[Materials provided Boundary: Start]

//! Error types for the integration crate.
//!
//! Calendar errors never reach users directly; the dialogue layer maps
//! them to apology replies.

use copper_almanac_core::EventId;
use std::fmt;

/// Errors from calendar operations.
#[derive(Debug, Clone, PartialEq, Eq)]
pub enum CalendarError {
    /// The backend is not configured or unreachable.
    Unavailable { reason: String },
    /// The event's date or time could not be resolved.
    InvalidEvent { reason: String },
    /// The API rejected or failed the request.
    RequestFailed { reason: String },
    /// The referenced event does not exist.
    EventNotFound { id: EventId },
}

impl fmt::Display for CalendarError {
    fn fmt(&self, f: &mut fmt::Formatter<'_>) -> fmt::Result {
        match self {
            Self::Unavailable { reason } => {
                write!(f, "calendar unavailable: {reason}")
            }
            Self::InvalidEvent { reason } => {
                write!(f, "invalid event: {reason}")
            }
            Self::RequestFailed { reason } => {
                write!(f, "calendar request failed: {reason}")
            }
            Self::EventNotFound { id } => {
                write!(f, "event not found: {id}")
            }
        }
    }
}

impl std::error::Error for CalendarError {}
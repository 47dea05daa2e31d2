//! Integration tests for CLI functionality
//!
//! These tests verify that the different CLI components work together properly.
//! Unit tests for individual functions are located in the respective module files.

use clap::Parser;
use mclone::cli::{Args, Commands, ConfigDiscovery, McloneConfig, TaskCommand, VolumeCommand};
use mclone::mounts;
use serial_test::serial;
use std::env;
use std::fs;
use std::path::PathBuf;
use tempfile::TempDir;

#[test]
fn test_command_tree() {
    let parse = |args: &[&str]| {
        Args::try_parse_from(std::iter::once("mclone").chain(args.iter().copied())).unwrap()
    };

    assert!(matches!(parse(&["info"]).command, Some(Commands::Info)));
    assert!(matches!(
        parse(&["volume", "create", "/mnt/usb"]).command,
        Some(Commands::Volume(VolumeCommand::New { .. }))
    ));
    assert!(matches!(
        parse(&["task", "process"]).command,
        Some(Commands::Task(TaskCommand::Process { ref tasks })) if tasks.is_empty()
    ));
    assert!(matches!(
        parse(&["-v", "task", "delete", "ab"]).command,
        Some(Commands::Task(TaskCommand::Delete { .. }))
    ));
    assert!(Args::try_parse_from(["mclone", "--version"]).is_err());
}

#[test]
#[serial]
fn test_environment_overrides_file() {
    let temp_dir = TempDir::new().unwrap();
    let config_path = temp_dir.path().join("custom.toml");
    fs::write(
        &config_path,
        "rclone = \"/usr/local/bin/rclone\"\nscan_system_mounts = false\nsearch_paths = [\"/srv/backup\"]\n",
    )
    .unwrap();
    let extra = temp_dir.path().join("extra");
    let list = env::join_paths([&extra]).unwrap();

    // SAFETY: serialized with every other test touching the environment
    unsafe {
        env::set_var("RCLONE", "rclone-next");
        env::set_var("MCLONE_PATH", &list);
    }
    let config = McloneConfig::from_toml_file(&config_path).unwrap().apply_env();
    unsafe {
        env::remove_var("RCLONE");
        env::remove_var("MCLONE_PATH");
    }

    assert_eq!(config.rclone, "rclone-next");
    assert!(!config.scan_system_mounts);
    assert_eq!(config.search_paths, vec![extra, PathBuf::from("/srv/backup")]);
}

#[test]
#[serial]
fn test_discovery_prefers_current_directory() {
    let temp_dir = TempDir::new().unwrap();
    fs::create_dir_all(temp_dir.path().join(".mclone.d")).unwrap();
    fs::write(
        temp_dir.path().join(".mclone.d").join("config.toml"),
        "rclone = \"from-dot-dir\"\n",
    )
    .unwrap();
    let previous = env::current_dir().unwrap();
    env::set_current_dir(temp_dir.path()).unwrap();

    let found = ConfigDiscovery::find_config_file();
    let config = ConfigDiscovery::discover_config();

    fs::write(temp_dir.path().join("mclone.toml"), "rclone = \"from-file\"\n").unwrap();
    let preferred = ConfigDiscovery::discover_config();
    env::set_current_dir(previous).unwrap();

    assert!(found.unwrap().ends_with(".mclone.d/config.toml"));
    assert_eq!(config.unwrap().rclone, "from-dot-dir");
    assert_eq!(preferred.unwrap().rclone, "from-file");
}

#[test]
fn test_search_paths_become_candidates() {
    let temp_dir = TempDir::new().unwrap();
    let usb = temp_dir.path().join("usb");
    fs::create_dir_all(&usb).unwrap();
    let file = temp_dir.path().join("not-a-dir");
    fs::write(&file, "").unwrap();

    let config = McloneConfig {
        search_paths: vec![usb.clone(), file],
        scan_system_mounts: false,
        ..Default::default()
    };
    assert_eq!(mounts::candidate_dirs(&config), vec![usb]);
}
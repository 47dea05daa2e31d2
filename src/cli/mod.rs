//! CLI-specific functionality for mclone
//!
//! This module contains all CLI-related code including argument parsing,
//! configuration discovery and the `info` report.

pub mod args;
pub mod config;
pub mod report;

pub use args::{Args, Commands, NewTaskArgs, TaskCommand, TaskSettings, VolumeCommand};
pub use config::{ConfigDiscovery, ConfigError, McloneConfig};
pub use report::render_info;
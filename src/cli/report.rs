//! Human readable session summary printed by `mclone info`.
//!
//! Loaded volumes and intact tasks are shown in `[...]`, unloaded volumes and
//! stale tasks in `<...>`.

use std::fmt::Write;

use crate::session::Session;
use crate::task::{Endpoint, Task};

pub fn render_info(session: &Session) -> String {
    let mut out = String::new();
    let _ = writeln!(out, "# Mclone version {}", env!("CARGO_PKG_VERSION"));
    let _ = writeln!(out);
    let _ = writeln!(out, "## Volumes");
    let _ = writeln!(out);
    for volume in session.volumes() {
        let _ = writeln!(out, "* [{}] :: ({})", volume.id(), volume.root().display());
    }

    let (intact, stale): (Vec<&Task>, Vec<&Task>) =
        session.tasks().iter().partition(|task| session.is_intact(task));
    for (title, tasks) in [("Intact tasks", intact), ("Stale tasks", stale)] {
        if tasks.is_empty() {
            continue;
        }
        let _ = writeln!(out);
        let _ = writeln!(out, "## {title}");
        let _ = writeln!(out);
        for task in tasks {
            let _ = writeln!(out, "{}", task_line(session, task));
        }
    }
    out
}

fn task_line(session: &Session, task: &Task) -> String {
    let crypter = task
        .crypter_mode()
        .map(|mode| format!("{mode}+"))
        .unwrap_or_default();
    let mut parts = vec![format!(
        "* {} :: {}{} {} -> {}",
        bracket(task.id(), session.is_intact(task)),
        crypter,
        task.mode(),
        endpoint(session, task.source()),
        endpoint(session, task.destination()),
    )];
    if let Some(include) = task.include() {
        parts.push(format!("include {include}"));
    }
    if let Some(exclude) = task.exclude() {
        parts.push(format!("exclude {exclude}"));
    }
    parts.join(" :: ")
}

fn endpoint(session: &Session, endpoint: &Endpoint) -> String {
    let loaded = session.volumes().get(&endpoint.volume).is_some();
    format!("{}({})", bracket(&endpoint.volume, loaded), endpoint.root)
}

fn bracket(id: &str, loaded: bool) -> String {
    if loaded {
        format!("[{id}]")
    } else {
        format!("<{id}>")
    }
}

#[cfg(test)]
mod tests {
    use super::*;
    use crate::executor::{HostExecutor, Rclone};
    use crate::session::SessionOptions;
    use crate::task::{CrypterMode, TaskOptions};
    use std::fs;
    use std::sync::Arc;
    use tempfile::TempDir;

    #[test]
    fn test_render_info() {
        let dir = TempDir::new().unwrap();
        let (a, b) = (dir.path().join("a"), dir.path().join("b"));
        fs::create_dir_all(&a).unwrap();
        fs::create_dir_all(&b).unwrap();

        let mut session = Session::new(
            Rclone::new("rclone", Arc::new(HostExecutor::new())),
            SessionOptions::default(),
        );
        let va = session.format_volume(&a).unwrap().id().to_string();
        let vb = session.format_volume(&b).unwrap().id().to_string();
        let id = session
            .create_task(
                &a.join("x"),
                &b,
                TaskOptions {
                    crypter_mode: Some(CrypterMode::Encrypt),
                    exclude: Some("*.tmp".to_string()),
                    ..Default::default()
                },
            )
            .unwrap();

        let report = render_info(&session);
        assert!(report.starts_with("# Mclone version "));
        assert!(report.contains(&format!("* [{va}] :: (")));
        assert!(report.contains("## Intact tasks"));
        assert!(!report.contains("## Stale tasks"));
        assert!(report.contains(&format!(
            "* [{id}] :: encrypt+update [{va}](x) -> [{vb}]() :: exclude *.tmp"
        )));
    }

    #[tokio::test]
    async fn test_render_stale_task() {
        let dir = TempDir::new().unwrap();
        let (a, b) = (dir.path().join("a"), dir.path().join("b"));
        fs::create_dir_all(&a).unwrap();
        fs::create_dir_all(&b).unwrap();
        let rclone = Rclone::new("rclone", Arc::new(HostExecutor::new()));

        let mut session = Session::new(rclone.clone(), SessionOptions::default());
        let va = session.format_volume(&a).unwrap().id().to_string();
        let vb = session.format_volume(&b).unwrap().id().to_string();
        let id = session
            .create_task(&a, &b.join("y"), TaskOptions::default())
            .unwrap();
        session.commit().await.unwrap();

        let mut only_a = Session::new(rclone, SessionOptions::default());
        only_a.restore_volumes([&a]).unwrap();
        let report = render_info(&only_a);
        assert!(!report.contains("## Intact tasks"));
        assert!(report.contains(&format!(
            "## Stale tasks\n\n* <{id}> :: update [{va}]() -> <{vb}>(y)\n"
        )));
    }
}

[Materials provided Boundary: End]

▸ **What you will do**
Search the lines above for the string "version", then show every one that has it.

▸ **Solved exercise**
    assert!(Args::try_parse_from(["mclone", "--version"]).is_err());
    let _ = writeln!(out, "# Mclone version {}", env!("CARGO_PKG_VERSION"));
        assert!(report.starts_with("# Mclone version "));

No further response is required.